L'entrée principale fermait à 23h. À côté de la porte, une plaque en métal était vissée dans la pierre. Elle indiquait le chemin vers l'accueil de nuit. Marcher quinze mètres sur le boulevard. Rejoindre le croisement avec l'avenue Chauchat. Prendre à gauche. L'entrée de nuit était là. Juste après l'angle.

Ramon se présenta. Il sonna. La porte était dissimulée dans un recoin. Elle était minable. Elle puait. Les clochards adoraient venir pisser là. Adorer c'était vraiment le terme. Une odeur pareille, ça tenait du recueillement, les gars s'étaient donné le mot. Apparemment le meilleur endroit pour se soulager, c'était ce petit coin discret en plein cœur de Paris. Et le résultat était à la hauteur des prières. La puanteur était épouvantable. Elle vous pinçait l'œsophage. Elle vous contractait les sinus. L'urine avait érodé le métal. Des émanations acides vous irritaient les muqueuses.

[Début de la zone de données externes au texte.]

//! Transport module
//!
//! Defines the HTTP transport seam and its implementations

pub mod http;
pub mod retry;

pub use http::ReqwestTransport;
pub use retry::RetryingTransport;

use async_trait::async_trait;
use reqwest::{Method, StatusCode};
use std::time::Duration;
use thiserror::Error;

/// A single already-constructed HTTP request
#[derive(Debug, Clone)]
pub struct TransportRequest {
    /// HTTP method
    pub method: Method,
    /// Full request URL
    pub url: String,
    /// Request headers
    pub headers: Vec<(String, String)>,
    /// Request body (optional)
    pub body: Option<Vec<u8>>,
    /// Per-request deadline, passed through to the transport (optional)
    pub timeout: Option<Duration>,
}

impl TransportRequest {
    /// Create a POST request with the given body
    pub fn post(url: impl Into<String>, body: Vec<u8>) -> Self {
        Self {
            method: Method::POST,
            url: url.into(),
            headers: Vec::new(),
            body: Some(body),
            timeout: None,
        }
    }

    /// Create a GET request
    pub fn get(url: impl Into<String>) -> Self {
        Self {
            method: Method::GET,
            url: url.into(),
            headers: Vec::new(),
            body: None,
            timeout: None,
        }
    }

    /// Attach a header
    pub fn header(mut self, name: impl Into<String>, value: impl Into<String>) -> Self {
        self.headers.push((name.into(), value.into()));
        self
    }

    /// Attach a per-request deadline
    pub fn timeout(mut self, timeout: Duration) -> Self {
        self.timeout = Some(timeout);
        self
    }
}

/// The response to a single HTTP request
#[derive(Debug, Clone)]
pub struct TransportResponse {
    /// HTTP status code
    pub status: StatusCode,
    /// Raw response body
    pub body: Vec<u8>,
}

/// Transport-level failure (connection, TLS, timeout)
///
/// An HTTP error status is not a transport failure; it is reported through
/// the response.
#[derive(Error, Debug)]
pub enum TransportError {
    /// HTTP client error
    #[error("HTTP request failed: {0}")]
    Http(#[from] reqwest::Error),

    /// Connection failed
    #[error("Connection failed: {0}")]
    Connection(String),
}

/// One-shot HTTP transport
///
/// Implementations send a single request and return either the response,
/// whatever its status, or a transport-level error.
#[async_trait]
pub trait HttpTransport: Send + Sync {
    /// Send one request
    async fn send(&self, request: TransportRequest) -> Result<TransportResponse, TransportError>;
}
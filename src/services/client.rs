//! Chat completion client
//!
//! Builds requests, signs them, and decodes success or error payloads

use anyhow::Result;
use tracing::{debug, error};

use crate::config::Settings;
use crate::models::chat::{ChatMessage, CompletionRequest, CompletionResponse, ModelList};
use crate::transport::{HttpTransport, ReqwestTransport, RetryingTransport, TransportRequest};
use crate::utils::error::{ApiError, ApiErrorEnvelope, ClientError, ClientResult};
use crate::utils::logging::create_request_log_summary;

/// Client for an OpenAI-compatible chat completion API
///
/// Holds no per-call state; a single instance can serve concurrent calls as
/// long as the transport allows it (the default `reqwest` transport does).
#[derive(Debug, Clone)]
pub struct ChatClient<T: HttpTransport = ReqwestTransport> {
    transport: RetryingTransport<T>,
    settings: Settings,
}

impl ChatClient<ReqwestTransport> {
    /// Create a client with the default reqwest transport
    pub fn new(settings: Settings) -> Result<Self> {
        let transport = ReqwestTransport::new(&settings.api)?;
        Ok(Self::with_transport(settings, transport))
    }

    /// Create a client from environment variables
    pub fn from_env() -> Result<Self> {
        Self::new(Settings::from_env()?)
    }
}

impl<T: HttpTransport> ChatClient<T> {
    /// Create a client over a caller-supplied transport
    pub fn with_transport(settings: Settings, transport: T) -> Self {
        let max_retries = settings.retry.max_retries;
        Self {
            transport: RetryingTransport::new(transport, max_retries),
            settings,
        }
    }

    /// The client configuration
    pub fn settings(&self) -> &Settings {
        &self.settings
    }

    fn endpoint_url(&self, path: &str) -> String {
        format!("{}{}", self.settings.api.base_url.trim_end_matches('/'), path)
    }

    fn bearer_header(&self) -> String {
        format!("Bearer {}", self.settings.api.api_key)
    }

    /// Send a chat completion request
    ///
    /// Serialization failures are local and never retried. Transport failures
    /// are retried inside the transport wrapper. An API rejection is decoded
    /// into [`ApiError`] with the response status attached and is never
    /// retried here.
    pub async fn complete(&self, request: CompletionRequest) -> ClientResult<CompletionResponse> {
        debug!(
            "Sending chat completion request: {}",
            create_request_log_summary(&request)
        );

        let body = serde_json::to_vec(&request).map_err(ClientError::Serialization)?;

        let transport_request =
            TransportRequest::post(self.endpoint_url("/chat/completions"), body)
                .header("Authorization", self.bearer_header())
                .header("Content-Type", "application/json");

        let response = self.transport.send(transport_request).await?;

        if response.status.is_success() {
            let completion: CompletionResponse =
                serde_json::from_slice(&response.body).map_err(ClientError::Deserialization)?;

            debug!("Chat completion request completed successfully");
            Ok(completion)
        } else {
            let envelope: ApiErrorEnvelope =
                serde_json::from_slice(&response.body).map_err(ClientError::Deserialization)?;
            let api_error = ApiError::new(envelope, response.status);

            error!("API rejected request: {} - {}", response.status, api_error);
            Err(ClientError::Api(api_error))
        }
    }

    /// Complete a single prompt with the configured model
    pub async fn complete_with_prompt(
        &self,
        prompt: impl Into<String>,
    ) -> ClientResult<CompletionResponse> {
        self.complete_with_history(prompt, Vec::new()).await
    }

    /// Complete a prompt followed by caller-supplied history messages
    pub async fn complete_with_history(
        &self,
        prompt: impl Into<String>,
        history: Vec<ChatMessage>,
    ) -> ClientResult<CompletionResponse> {
        let request =
            CompletionRequest::from_prompt(self.settings.api.model.clone(), prompt, history);
        self.complete(request).await
    }

    /// Get available models list
    pub async fn list_models(&self) -> ClientResult<Vec<String>> {
        debug!("Requesting available models list");

        let transport_request = TransportRequest::get(self.endpoint_url("/models"))
            .header("Authorization", self.bearer_header());

        let response = self.transport.send(transport_request).await?;

        if response.status.is_success() {
            let models: ModelList =
                serde_json::from_slice(&response.body).map_err(ClientError::Deserialization)?;
            Ok(models.data.into_iter().map(|model| model.id).collect())
        } else {
            let envelope: ApiErrorEnvelope =
                serde_json::from_slice(&response.body).map_err(ClientError::Deserialization)?;
            Err(ClientError::Api(ApiError::new(envelope, response.status)))
        }
    }
}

Les muqueuses se défendaient, elles se mettaient en mode ventouse, plus rien ne pouvait pénétrer, le taux d'oxygène dans le sang diminuait. Une étude scientifique récente avait montré que la la perte d'acuité olfactive augmentait les risques de décès imminent. Ramon n'était pas au courant. Immobile, il baignait dans le nuage toxique. Ca puait la mort, il ne remarquait rien. Sans doute était-ce là un signe, mais n'anticipons pas.

L'étude ne faisait pas mention des chauffeurs de taxi. Les scientifiques s'y intéressaient assez peu. Ils avaient tort. En cette heure, en ce lieu, le taxi était la source principale de mise en danger de la vie d'autrui. Ramon avait traversé le boulevard Hausmann quelques secondes auparavant. Il avait manqué de se faire écraser. Ramon avait le nez détraqué, du côté des yeux et des oreilles, ça n'allait pas fort non plus. Tout son système de perception était en dérangement. Un taxi avait foncé sur lui. Ramon mesurait 1m90, il pesait dans les 110 kilos. Il s'était planté sur le trottoir, pile à la verticale du halo d'un lampadaire. On ne pouvait pas le rater.

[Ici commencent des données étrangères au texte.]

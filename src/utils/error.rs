//! Error handling module
//!
//! Defines the typed error taxonomy and API error classification

use serde::{Deserialize, Serialize};
use thiserror::Error;

use crate::transport::TransportError;

/// Error type for invalid requests
const INVALID_REQUEST_ERROR: &str = "invalid_request_error";
/// Error type for exhausted quota
const INSUFFICIENT_QUOTA: &str = "insufficient_quota";
/// Error type carried by request rate limits
const RATE_LIMIT_TYPE: &str = "requests";
/// Message fragment carried by request rate limits
const RATE_LIMIT_MESSAGE: &str = "Rate limit reached";

/// Error body as returned by the API
#[derive(Debug, Clone, Serialize, Deserialize)]
pub struct ApiErrorBody {
    /// Error message
    pub message: String,
    /// Error type
    #[serde(rename = "type")]
    pub error_type: String,
    /// Offending parameter (optional, opaque)
    #[serde(skip_serializing_if = "Option::is_none")]
    pub param: Option<serde_json::Value>,
    /// Error code (optional, opaque)
    #[serde(skip_serializing_if = "Option::is_none")]
    pub code: Option<serde_json::Value>,
}

/// Wire envelope for error responses: `{"error": {...}}`
#[derive(Debug, Clone, Serialize, Deserialize)]
pub struct ApiErrorEnvelope {
    /// Error information
    pub error: ApiErrorBody,
}

/// An explicit rejection from the API
///
/// Carries the decoded error body plus the HTTP status it arrived under.
/// Only ever constructed from a non-success response.
#[derive(Error, Debug, Clone)]
#[error("{}", .error.message)]
pub struct ApiError {
    /// Decoded error body
    pub error: ApiErrorBody,
    /// HTTP status code of the response
    pub http_status: u16,
}

impl ApiError {
    /// Build from a decoded envelope and the response status
    pub fn new(envelope: ApiErrorEnvelope, status: reqwest::StatusCode) -> Self {
        Self {
            error: envelope.error,
            http_status: status.as_u16(),
        }
    }

    /// Whether the request was rejected as malformed
    pub fn is_invalid_request(&self) -> bool {
        self.error.error_type == INVALID_REQUEST_ERROR
    }

    /// Whether the account quota is exhausted
    pub fn is_insufficient_quota(&self) -> bool {
        self.error.error_type == INSUFFICIENT_QUOTA
    }

    /// Whether the request rate limit was reached
    pub fn is_rate_limited(&self) -> bool {
        self.error.error_type == RATE_LIMIT_TYPE && self.error.message.contains(RATE_LIMIT_MESSAGE)
    }

    /// Whether the API suggests retrying the request (409 Conflict)
    pub fn is_retry_suggested(&self) -> bool {
        self.http_status == reqwest::StatusCode::CONFLICT.as_u16()
    }
}

/// Client error types
#[derive(Error, Debug)]
pub enum ClientError {
    /// Request body could not be encoded; local, never retried
    #[error("Request serialization failed: {0}")]
    Serialization(#[source] serde_json::Error),

    /// Network-level failure, surfaced after the retry budget is spent
    #[error("Transport error: {0}")]
    Transport(#[from] TransportError),

    /// The API rejected the request
    #[error("{0}")]
    Api(#[from] ApiError),

    /// Response body could not be decoded
    #[error("Response deserialization failed: {0}")]
    Deserialization(#[source] serde_json::Error),
}

impl ClientError {
    /// The API error carried by this error, if any
    pub fn as_api_error(&self) -> Option<&ApiError> {
        match self {
            ClientError::Api(api_error) => Some(api_error),
            _ => None,
        }
    }
}

/// Result type alias
pub type ClientResult<T> = Result<T, ClientError>;

/// Find an [`ApiError`] anywhere in an error's source chain
fn find_api_error<'a>(err: &'a (dyn std::error::Error + 'static)) -> Option<&'a ApiError> {
    let mut current = Some(err);
    while let Some(e) = current {
        if let Some(api_error) = e.downcast_ref::<ApiError>() {
            return Some(api_error);
        }
        current = e.source();
    }
    None
}

/// Returns true if the error is an API invalid-request rejection
pub fn is_invalid_request_error(err: &(dyn std::error::Error + 'static)) -> bool {
    find_api_error(err).is_some_and(ApiError::is_invalid_request)
}

/// Returns true if the error is an API insufficient-quota rejection
pub fn is_insufficient_quota_error(err: &(dyn std::error::Error + 'static)) -> bool {
    find_api_error(err).is_some_and(ApiError::is_insufficient_quota)
}

/// Returns true if the error is an API rate-limit rejection
pub fn is_rate_limited_error(err: &(dyn std::error::Error + 'static)) -> bool {
    find_api_error(err).is_some_and(ApiError::is_rate_limited)
}

/// Returns true if the error is an API rejection that suggests a retry
pub fn is_retry_suggested_error(err: &(dyn std::error::Error + 'static)) -> bool {
    find_api_error(err).is_some_and(ApiError::is_retry_suggested)
}

#[cfg(test)]
mod tests {
    use super::*;

    fn api_error(error_type: &str, message: &str, status: u16) -> ApiError {
        ApiError {
            error: ApiErrorBody {
                message: message.to_string(),
                error_type: error_type.to_string(),
                param: None,
                code: None,
            },
            http_status: status,
        }
    }

    #[test]
    fn test_classification_predicates() {
        let invalid = api_error("invalid_request_error", "bad model", 400);
        assert!(invalid.is_invalid_request());
        assert!(!invalid.is_rate_limited());

        let quota = api_error("insufficient_quota", "quota exceeded", 429);
        assert!(quota.is_insufficient_quota());
        assert!(!quota.is_invalid_request());

        let rate = api_error("requests", "Rate limit reached for requests", 429);
        assert!(rate.is_rate_limited());
        assert!(!rate.is_insufficient_quota());

        // Type alone is not enough for the rate-limit classification
        let other = api_error("requests", "something else", 429);
        assert!(!other.is_rate_limited());
    }

    #[test]
    fn test_retry_suggested_on_conflict() {
        assert!(api_error("server_error", "try again", 409).is_retry_suggested());
        assert!(!api_error("server_error", "try again", 500).is_retry_suggested());
    }

    #[test]
    fn test_display_is_api_message() {
        let err = api_error("invalid_request_error", "bad model", 400);
        assert_eq!(err.to_string(), "bad model");

        let wrapped = ClientError::Api(err);
        assert_eq!(wrapped.to_string(), "bad model");
    }

    #[test]
    fn test_free_functions_extract_through_chain() {
        let wrapped = ClientError::Api(api_error("requests", "Rate limit reached for requests", 429));
        assert!(is_rate_limited_error(&wrapped));
        assert!(!is_invalid_request_error(&wrapped));
    }

    #[test]
    fn test_free_functions_reject_foreign_errors() {
        let transport = ClientError::Transport(TransportError::Connection("refused".to_string()));
        assert!(!is_rate_limited_error(&transport));
        assert!(!is_invalid_request_error(&transport));
        assert!(!is_insufficient_quota_error(&transport));
        assert!(!is_retry_suggested_error(&transport));
    }

    #[test]
    fn test_envelope_decoding() {
        let body = r#"{"error":{"message":"Rate limit reached for requests","type":"requests"}}"#;
        let envelope: ApiErrorEnvelope = serde_json::from_str(body).unwrap();
        let err = ApiError::new(envelope, reqwest::StatusCode::TOO_MANY_REQUESTS);

        assert!(err.is_rate_limited());
        assert_eq!(err.http_status, 429);
        assert!(err.error.param.is_none());
        assert!(err.error.code.is_none());
    }
}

De grosses averses avaient détrempé Paris pendant toute la soirée. Des caniveaux s'étaient bouchés, de vastes flaques s'étaient formées. Il y en avait une à la hauteur de Ramon. Le chauffeur avait eu envie de s'amuser. C'était un sacré con. Il avait repéré Ramon l'armoire-à-glace. Il avait visé la flaque. Le mec avait l'air de dormir debout. Il allait le tremper. On allait bien se marrer. Le chauffeur n'était plus qu'à quelques mètres. Il avait hurlé. — OH PUTAIN DE MERDE !

L'armoire à glace s'était mise à bouger subitement. Sans regarder, Ramon avait allongé la jambe, il s'était engagé sur la chaussée. Le chauffeur avait donné un énorme coup de volant. Il avait évité Ramon de justesse. Il avait roulé en plein dans la flaque. Il y eut une gerbe d'eau splendide. Ramon fut inondé jusqu'à mi-cuisse. Le taxi ne s'était pas arrêté. Le boulevard était désert. Une fine pellicule mouillée le recouvrait. Les feux arrière du fuyard s'y étaient reflétés. Une longue trainée rouge. Elle avait déjà glissé loin.

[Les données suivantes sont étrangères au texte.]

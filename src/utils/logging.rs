//! Logging utilities
//!
//! Shared helpers for summarizing requests in debug logs

use crate::models::chat::{ChatMessage, CompletionRequest};

/// Truncate a string with a note about original length
fn truncate_content(s: &str, max_len: usize) -> String {
    if s.len() > max_len {
        format!("{}... ({} chars truncated)", &s[..max_len], s.len() - max_len)
    } else {
        s.to_string()
    }
}

/// Create a filtered version of a message for logging
fn filter_message(msg: &ChatMessage) -> serde_json::Value {
    serde_json::json!({
        "role": msg.role,
        "content": truncate_content(&msg.content, 200),
    })
}

/// Create a filtered summary of a completion request for logging
///
/// Keeps the request structure but truncates message content. The API key
/// never passes through here; headers are not part of the summary.
pub fn create_request_log_summary(request: &CompletionRequest) -> serde_json::Value {
    let filtered_messages: Vec<serde_json::Value> =
        request.messages.iter().map(filter_message).collect();

    serde_json::json!({
        "model": request.model,
        "max_tokens": request.max_tokens,
        "temperature": request.temperature,
        "messages": filtered_messages,
    })
}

C'était une de ces nuits de novembre à ne pas mettre un Parisien dehors. À des centaines de mètres à la ronde, il n'y avait qu'un seul piéton et qu'un seul taxi ; ils avaient manqué de se télescoper. Ramon pressa le pas. Son pantalon dégoulinait. Pour marcher c'était gênant. Il se dandina pour finir de traverser. Il ressemblait à un pachyderme aux jambes arquées. Il avait rejoint l'entrée de nuit de Braindata. Il était devant la vieille porte qui puait. Il avait sonné, il attendait qu'on lui ouvre.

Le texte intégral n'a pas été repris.